§ Task description: Verbatim, and with nothing else, reproduce the data below from its first line through the line containing "pub const RESTART_GRACE: Duration".

Extracted data entries
:::::
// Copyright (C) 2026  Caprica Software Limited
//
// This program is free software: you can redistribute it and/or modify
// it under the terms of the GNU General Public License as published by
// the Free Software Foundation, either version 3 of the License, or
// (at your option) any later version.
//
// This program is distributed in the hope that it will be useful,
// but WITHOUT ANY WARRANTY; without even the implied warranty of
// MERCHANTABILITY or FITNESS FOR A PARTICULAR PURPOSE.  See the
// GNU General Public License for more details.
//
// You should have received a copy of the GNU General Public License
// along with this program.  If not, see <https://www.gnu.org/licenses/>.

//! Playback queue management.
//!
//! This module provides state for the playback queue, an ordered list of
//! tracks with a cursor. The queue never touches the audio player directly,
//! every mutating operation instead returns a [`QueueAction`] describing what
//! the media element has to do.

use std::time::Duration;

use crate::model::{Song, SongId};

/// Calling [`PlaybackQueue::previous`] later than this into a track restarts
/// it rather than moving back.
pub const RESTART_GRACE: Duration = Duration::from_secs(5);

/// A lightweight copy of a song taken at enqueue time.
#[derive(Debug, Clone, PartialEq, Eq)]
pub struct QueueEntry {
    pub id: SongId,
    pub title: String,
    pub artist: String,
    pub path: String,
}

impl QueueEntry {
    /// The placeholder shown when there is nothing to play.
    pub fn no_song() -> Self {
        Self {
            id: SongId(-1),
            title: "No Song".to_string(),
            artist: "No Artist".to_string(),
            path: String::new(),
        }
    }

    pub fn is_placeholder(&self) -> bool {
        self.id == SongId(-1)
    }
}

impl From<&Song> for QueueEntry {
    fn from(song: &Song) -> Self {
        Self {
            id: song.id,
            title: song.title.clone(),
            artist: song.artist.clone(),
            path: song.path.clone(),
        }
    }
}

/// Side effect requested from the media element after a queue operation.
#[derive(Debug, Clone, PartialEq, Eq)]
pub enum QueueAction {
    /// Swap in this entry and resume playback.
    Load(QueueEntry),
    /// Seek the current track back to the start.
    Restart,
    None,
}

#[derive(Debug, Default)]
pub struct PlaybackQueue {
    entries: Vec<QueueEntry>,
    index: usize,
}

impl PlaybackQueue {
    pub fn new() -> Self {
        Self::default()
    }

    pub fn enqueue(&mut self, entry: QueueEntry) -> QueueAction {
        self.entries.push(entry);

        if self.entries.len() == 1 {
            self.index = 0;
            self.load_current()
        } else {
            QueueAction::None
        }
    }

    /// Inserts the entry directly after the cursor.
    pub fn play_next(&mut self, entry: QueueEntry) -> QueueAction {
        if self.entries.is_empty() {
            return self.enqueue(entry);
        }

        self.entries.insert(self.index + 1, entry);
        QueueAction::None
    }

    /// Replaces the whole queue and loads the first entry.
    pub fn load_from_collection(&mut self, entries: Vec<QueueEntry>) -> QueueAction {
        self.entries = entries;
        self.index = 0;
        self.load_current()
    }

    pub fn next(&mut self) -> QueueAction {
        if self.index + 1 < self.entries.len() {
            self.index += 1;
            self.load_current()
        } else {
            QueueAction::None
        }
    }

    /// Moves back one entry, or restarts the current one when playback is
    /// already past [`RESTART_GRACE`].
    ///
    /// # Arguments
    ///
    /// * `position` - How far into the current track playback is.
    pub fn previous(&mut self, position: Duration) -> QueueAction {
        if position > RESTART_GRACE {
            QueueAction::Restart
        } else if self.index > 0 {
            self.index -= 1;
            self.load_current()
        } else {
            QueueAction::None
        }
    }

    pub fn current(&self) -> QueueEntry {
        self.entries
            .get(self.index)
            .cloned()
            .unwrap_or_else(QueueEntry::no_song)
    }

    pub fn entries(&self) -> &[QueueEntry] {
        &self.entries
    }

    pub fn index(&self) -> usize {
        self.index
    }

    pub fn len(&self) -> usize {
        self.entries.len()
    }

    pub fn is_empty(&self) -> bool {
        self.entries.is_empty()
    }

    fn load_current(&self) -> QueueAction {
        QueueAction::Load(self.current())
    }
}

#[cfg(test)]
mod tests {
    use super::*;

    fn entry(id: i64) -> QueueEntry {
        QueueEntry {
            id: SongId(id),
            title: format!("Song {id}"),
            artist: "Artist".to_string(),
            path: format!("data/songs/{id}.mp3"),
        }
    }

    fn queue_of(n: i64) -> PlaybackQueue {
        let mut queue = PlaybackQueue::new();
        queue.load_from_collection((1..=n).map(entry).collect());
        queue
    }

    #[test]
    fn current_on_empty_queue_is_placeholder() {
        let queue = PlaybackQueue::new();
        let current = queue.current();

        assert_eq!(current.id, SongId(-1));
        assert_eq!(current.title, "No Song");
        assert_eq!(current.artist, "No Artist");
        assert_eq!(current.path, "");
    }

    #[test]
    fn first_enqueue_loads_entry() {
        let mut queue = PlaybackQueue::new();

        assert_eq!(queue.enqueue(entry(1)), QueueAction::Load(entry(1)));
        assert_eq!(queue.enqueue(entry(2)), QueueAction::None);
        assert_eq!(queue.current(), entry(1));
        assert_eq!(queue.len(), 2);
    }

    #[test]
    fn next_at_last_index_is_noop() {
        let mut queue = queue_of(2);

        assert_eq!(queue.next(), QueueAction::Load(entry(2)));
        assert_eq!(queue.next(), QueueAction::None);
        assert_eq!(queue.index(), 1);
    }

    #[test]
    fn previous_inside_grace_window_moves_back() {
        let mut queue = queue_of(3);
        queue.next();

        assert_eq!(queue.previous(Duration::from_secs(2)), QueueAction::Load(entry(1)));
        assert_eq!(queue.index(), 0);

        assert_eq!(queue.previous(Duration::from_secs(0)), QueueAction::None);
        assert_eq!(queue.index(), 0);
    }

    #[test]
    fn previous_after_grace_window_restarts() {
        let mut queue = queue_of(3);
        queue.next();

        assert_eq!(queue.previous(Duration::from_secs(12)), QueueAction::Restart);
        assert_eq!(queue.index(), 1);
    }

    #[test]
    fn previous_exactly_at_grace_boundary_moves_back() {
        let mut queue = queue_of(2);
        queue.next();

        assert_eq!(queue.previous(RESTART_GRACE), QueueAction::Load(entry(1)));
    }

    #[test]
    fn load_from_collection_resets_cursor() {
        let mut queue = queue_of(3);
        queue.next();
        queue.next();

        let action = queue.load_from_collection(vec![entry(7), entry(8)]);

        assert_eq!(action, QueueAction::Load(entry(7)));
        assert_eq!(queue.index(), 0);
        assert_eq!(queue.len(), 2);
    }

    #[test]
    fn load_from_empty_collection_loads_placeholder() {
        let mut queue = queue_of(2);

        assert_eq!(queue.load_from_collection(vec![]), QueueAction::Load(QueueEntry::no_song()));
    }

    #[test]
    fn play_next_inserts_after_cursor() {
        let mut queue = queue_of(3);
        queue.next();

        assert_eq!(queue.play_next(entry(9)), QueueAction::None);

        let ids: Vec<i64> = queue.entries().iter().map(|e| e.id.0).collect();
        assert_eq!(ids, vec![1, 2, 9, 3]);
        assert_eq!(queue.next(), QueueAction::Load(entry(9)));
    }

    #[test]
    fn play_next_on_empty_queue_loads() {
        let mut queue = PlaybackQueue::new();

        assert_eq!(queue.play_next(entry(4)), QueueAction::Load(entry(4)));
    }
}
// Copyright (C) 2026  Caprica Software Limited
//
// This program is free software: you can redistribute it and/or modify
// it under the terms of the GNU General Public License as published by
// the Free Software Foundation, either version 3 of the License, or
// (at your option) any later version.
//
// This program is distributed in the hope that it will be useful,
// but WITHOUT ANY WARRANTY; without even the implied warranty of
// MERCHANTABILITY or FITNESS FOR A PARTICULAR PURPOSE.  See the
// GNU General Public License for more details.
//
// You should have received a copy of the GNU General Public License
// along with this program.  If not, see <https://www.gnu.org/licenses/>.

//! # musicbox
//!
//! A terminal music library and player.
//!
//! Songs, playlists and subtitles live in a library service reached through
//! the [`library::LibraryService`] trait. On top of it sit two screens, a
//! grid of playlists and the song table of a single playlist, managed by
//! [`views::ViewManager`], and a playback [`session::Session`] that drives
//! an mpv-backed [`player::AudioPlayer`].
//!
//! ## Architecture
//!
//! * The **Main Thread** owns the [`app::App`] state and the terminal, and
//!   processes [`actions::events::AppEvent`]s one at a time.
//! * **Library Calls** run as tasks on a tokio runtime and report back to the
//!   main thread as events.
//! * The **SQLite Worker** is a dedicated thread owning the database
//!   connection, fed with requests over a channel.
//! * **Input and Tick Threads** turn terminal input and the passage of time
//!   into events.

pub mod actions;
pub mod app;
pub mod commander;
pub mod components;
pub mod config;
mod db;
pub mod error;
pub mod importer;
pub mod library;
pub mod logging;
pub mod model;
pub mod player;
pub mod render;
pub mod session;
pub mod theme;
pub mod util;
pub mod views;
:::::
§ Your response:
// Copyright (C) 2026  Caprica Software Limited
//
// This program is free software: you can redistribute it and/or modify
// it under the terms of the GNU General Public License as published by
// the Free Software Foundation, either version 3 of the License, or
// (at your option) any later version.
//
// This program is distributed in the hope that it will be useful,
// but WITHOUT ANY WARRANTY; without even the implied warranty of
// MERCHANTABILITY or FITNESS FOR A PARTICULAR PURPOSE.  See the
// GNU General Public License for more details.
//
// You should have received a copy of the GNU General Public License
// along with this program.  If not, see <https://www.gnu.org/licenses/>.

//! Playback queue management.
//!
//! This module provides state for the playback queue, an ordered list of
//! tracks with a cursor. The queue never touches the audio player directly,
//! every mutating operation instead returns a [`QueueAction`] describing what
//! the media element has to do.

use std::time::Duration;

use crate::model::{Song, SongId};

/// Calling [`PlaybackQueue::previous`] later than this into a track restarts
/// it rather than moving back.
pub const RESTART_GRACE: Duration = Duration::from_secs(5);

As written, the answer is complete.